Task goal. Entries follow. Give back exactly the lines starting at the one containing "or cannot be" and ending at the one containing "axum::serve(listener, router)", and no other lines.
-------- Given records --------
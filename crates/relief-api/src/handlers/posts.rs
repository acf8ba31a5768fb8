//! Relief post endpoints.
//!
//! | Method | Path | Description |
//! |--------|------|-------------|
//! | `POST` | `/api/events/{id}/posts` | Open a post |
//! | `GET` | `/api/events/{id}/posts` | Posts of an event |
//! | `GET` | `/api/posts/{id}` | Single post |
//! | `PATCH` | `/api/posts/{id}` | Partial update |
//! | `DELETE` | `/api/posts/{id}` | Delete with cascade |
//! | `GET` | `/api/posts/{id}/occupancy` | Capacity against occupancy |

use std::sync::Arc;

use axum::Json;
use axum::extract::{Path, State};
use axum::http::StatusCode;
use axum::response::IntoResponse;
use relief_core::NewPost;
use relief_types::{EventId, PostId, PostUpdate};

use super::parse_id;
use crate::error::ApiError;
use crate::extract::{Body, Operator};
use crate::state::AppState;

/// Open a post under an event.
pub async fn create_post(
    State(state): State<Arc<AppState>>,
    Operator(actor): Operator,
    Path(id): Path<String>,
    Body(input): Body<NewPost>,
) -> Result<impl IntoResponse, ApiError> {
    let event_id: EventId = parse_id(&id)?;
    let post = state.relief.posts.create(event_id, input, &actor).await?;
    Ok((StatusCode::CREATED, Json(post)))
}

/// Posts serving an event.
pub async fn list_posts(
    State(state): State<Arc<AppState>>,
    Path(id): Path<String>,
) -> Result<impl IntoResponse, ApiError> {
    let event_id: EventId = parse_id(&id)?;
    let posts = state.relief.posts.list(event_id).await?;
    Ok(Json(serde_json::json!({
        "count": posts.len(),
        "posts": posts,
    })))
}

/// Single post.
pub async fn get_post(
    State(state): State<Arc<AppState>>,
    Path(id): Path<String>,
) -> Result<impl IntoResponse, ApiError> {
    let post_id: PostId = parse_id(&id)?;
    Ok(Json(state.relief.posts.get(post_id).await?))
}

/// Partially update a post.
pub async fn update_post(
    State(state): State<Arc<AppState>>,
    Operator(actor): Operator,
    Path(id): Path<String>,
    Body(update): Body<PostUpdate>,
) -> Result<impl IntoResponse, ApiError> {
    let post_id: PostId = parse_id(&id)?;
    Ok(Json(state.relief.posts.update(post_id, &update, &actor).await?))
}

/// Delete a post, detaching residents and removing its stock.
pub async fn delete_post(
    State(state): State<Arc<AppState>>,
    Operator(actor): Operator,
    Path(id): Path<String>,
) -> Result<impl IntoResponse, ApiError> {
    let post_id: PostId = parse_id(&id)?;
    Ok(Json(state.relief.posts.delete(post_id, &actor).await?))
}

/// Capacity against occupancy.
pub async fn occupancy(
    State(state): State<Arc<AppState>>,
    Path(id): Path<String>,
) -> Result<impl IntoResponse, ApiError> {
    let post_id: PostId = parse_id(&id)?;
    Ok(Json(state.relief.posts.occupancy_summary(post_id).await?))
}
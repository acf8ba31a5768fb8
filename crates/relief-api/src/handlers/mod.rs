//! REST API endpoint handlers, one module per component.
//!
//! Mutating endpoints read the operator from the `x-operator-id` header.
//! Path identifiers are parsed here so that a malformed UUID is a 400 with
//! the standard error body.

pub mod damage;
pub mod events;
pub mod logistics;
pub mod posts;
pub mod residents;

use std::sync::Arc;

use axum::Json;
use axum::extract::State;
use axum::response::IntoResponse;
use uuid::Uuid;

use crate::error::ApiError;
use crate::state::AppState;

/// `GET /health` -- liveness plus the storage backend in use.
pub async fn health(State(state): State<Arc<AppState>>) -> impl IntoResponse {
    Json(serde_json::json!({
        "status": "ok",
        "storage": state.relief.store().backend_name(),
    }))
}

/// Parse a typed identifier from a path segment.
pub(crate) fn parse_id<T: From<Uuid>>(s: &str) -> Result<T, ApiError> {
    s.parse::<Uuid>()
        .map(T::from)
        .map_err(|e| ApiError::InvalidUuid(format!("{s}: {e}")))
}
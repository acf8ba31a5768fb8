//! HTTP server lifecycle.
//!
//! [`start_server`] binds a TCP listener and serves the router until
//! `Ctrl-C` is received, then drains in-flight requests.

use std::net::SocketAddr;
use std::sync::Arc;

use relief_core::config::ServerConfig;
use tokio::net::TcpListener;
use tracing::info;

use crate::router::build_router;
use crate::state::AppState;

/// Errors that can occur when starting or running the server.
#[derive(Debug, thiserror::Error)]
pub enum ServeError {
    /// Failed to bind to the network address.
    #[error("bind error: {0}")]
    Bind(String),

    /// The server encountered a fatal error while serving.
    #[error("serve error: {0}")]
    Serve(String),
}

/// Start the operations API server.
///
/// # Errors
///
/// Returns [`ServeError::Bind`] if the address is invalid or cannot be
/// bound, or [`ServeError::Serve`] on a fatal I/O error.
pub async fn start_server(config: &ServerConfig, state: Arc<AppState>) -> Result<(), ServeError> {
    let addr: SocketAddr = format!("{}:{}", config.host, config.port)
        .parse()
        .map_err(|e| ServeError::Bind(format!("invalid address: {e}")))?;

    let router = build_router(state);

    let listener = TcpListener::bind(addr)
        .await
        .map_err(|e| ServeError::Bind(format!("bind failed on {addr}: {e}")))?;

    info!(%addr, "Operations API listening");

    axum::serve(listener, router)
        .with_graceful_shutdown(shutdown_signal())
        .await
        .map_err(|e| ServeError::Serve(format!("serve error: {e}")))?;

    info!("Operations API stopped");
    Ok(())
}

async fn shutdown_signal() {
    if let Err(e) = tokio::signal::ctrl_c().await {
        tracing::warn!(error = %e, "Failed to listen for Ctrl-C; serving until killed");
        std::future::pending::<()>().await;
    }
    info!("Shutdown signal received");
}
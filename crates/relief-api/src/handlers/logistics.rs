//! Logistics stock endpoints.
//!
//! | Method | Path | Description |
//! |--------|------|-------------|
//! | `POST` | `/api/posts/{id}/items` | Add an item (optional opening stock) |
//! | `GET` | `/api/posts/{id}/items` | Items at a post |
//! | `GET` | `/api/items/{id}` | Single item |
//! | `DELETE` | `/api/items/{id}` | Delete item and log |
//! | `POST` | `/api/items/{id}/transactions` | Record IN/OUT |
//! | `GET` | `/api/items/{id}/transactions` | Paged log |
//! | `GET` | `/api/items/{id}/verify` | Replay log against balance |

use std::sync::Arc;

use axum::Json;
use axum::extract::{Path, State};
use axum::http::StatusCode;
use axum::response::IntoResponse;
use relief_core::{NewItem, StockMovement};
use relief_types::{ItemId, PostId, SortOrder};

use super::parse_id;
use crate::error::ApiError;
use crate::extract::{Body, Operator, Params};
use crate::state::AppState;

/// Query parameters for `GET /api/items/{id}/transactions`.
#[derive(Debug, serde::Deserialize)]
pub struct TransactionsQuery {
    /// Rows to skip (default 0).
    pub offset: Option<u64>,
    /// Page size (default and maximum from configuration).
    pub limit: Option<u32>,
    /// `OLDEST_FIRST` (default) or `NEWEST_FIRST`.
    pub order: Option<SortOrder>,
}

/// Add an item to a post.
pub async fn create_item(
    State(state): State<Arc<AppState>>,
    Operator(actor): Operator,
    Path(id): Path<String>,
    Body(input): Body<NewItem>,
) -> Result<impl IntoResponse, ApiError> {
    let post_id: PostId = parse_id(&id)?;
    let item = state
        .relief
        .logistics
        .create_item(post_id, input, &actor)
        .await?;
    Ok((StatusCode::CREATED, Json(item)))
}

/// Items at a post.
pub async fn list_items(
    State(state): State<Arc<AppState>>,
    Path(id): Path<String>,
) -> Result<impl IntoResponse, ApiError> {
    let post_id: PostId = parse_id(&id)?;
    let items = state.relief.logistics.list_items(post_id).await?;
    Ok(Json(serde_json::json!({
        "count": items.len(),
        "items": items,
    })))
}

/// Single item.
pub async fn get_item(
    State(state): State<Arc<AppState>>,
    Path(id): Path<String>,
) -> Result<impl IntoResponse, ApiError> {
    let item_id: ItemId = parse_id(&id)?;
    Ok(Json(state.relief.logistics.get_item(item_id).await?))
}

/// Delete an item and its log.
pub async fn delete_item(
    State(state): State<Arc<AppState>>,
    Operator(actor): Operator,
    Path(id): Path<String>,
) -> Result<impl IntoResponse, ApiError> {
    let item_id: ItemId = parse_id(&id)?;
    let deleted_transactions = state.relief.logistics.delete_item(item_id, &actor).await?;
    Ok(Json(serde_json::json!({
        "item_id": item_id,
        "deleted_transactions": deleted_transactions,
    })))
}

/// Record a stock movement.
pub async fn record_transaction(
    State(state): State<Arc<AppState>>,
    Operator(actor): Operator,
    Path(id): Path<String>,
    Body(movement): Body<StockMovement>,
) -> Result<impl IntoResponse, ApiError> {
    let item_id: ItemId = parse_id(&id)?;
    let recorded = state
        .relief
        .logistics
        .record(item_id, movement, &actor)
        .await?;
    Ok((StatusCode::CREATED, Json(recorded)))
}

/// One page of an item's log.
pub async fn list_transactions(
    State(state): State<Arc<AppState>>,
    Path(id): Path<String>,
    Params(params): Params<TransactionsQuery>,
) -> Result<impl IntoResponse, ApiError> {
    let item_id: ItemId = parse_id(&id)?;
    let ledger = &state.relief.logistics;
    let page = ledger.page(
        params.offset.unwrap_or(0),
        params.limit,
        params.order.unwrap_or_default(),
    );
    Ok(Json(ledger.list_transactions(item_id, &page).await?))
}

/// Replay the log against the stored balance.
pub async fn verify_item(
    State(state): State<Arc<AppState>>,
    Path(id): Path<String>,
) -> Result<impl IntoResponse, ApiError> {
    let item_id: ItemId = parse_id(&id)?;
    Ok(Json(state.relief.logistics.verify_item(item_id).await?))
}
--------
Result of the task.
/// Returns [`ServeError::Bind`] if the address is invalid or cannot be
/// bound, or [`ServeError::Serve`] on a fatal I/O error.
pub async fn start_server(config: &ServerConfig, state: Arc<AppState>) -> Result<(), ServeError> {
    let addr: SocketAddr = format!("{}:{}", config.host, config.port)
        .parse()
        .map_err(|e| ServeError::Bind(format!("invalid address: {e}")))?;

    let router = build_router(state);

    let listener = TcpListener::bind(addr)
        .await
        .map_err(|e| ServeError::Bind(format!("bind failed on {addr}: {e}")))?;

    info!(%addr, "Operations API listening");

    axum::serve(listener, router)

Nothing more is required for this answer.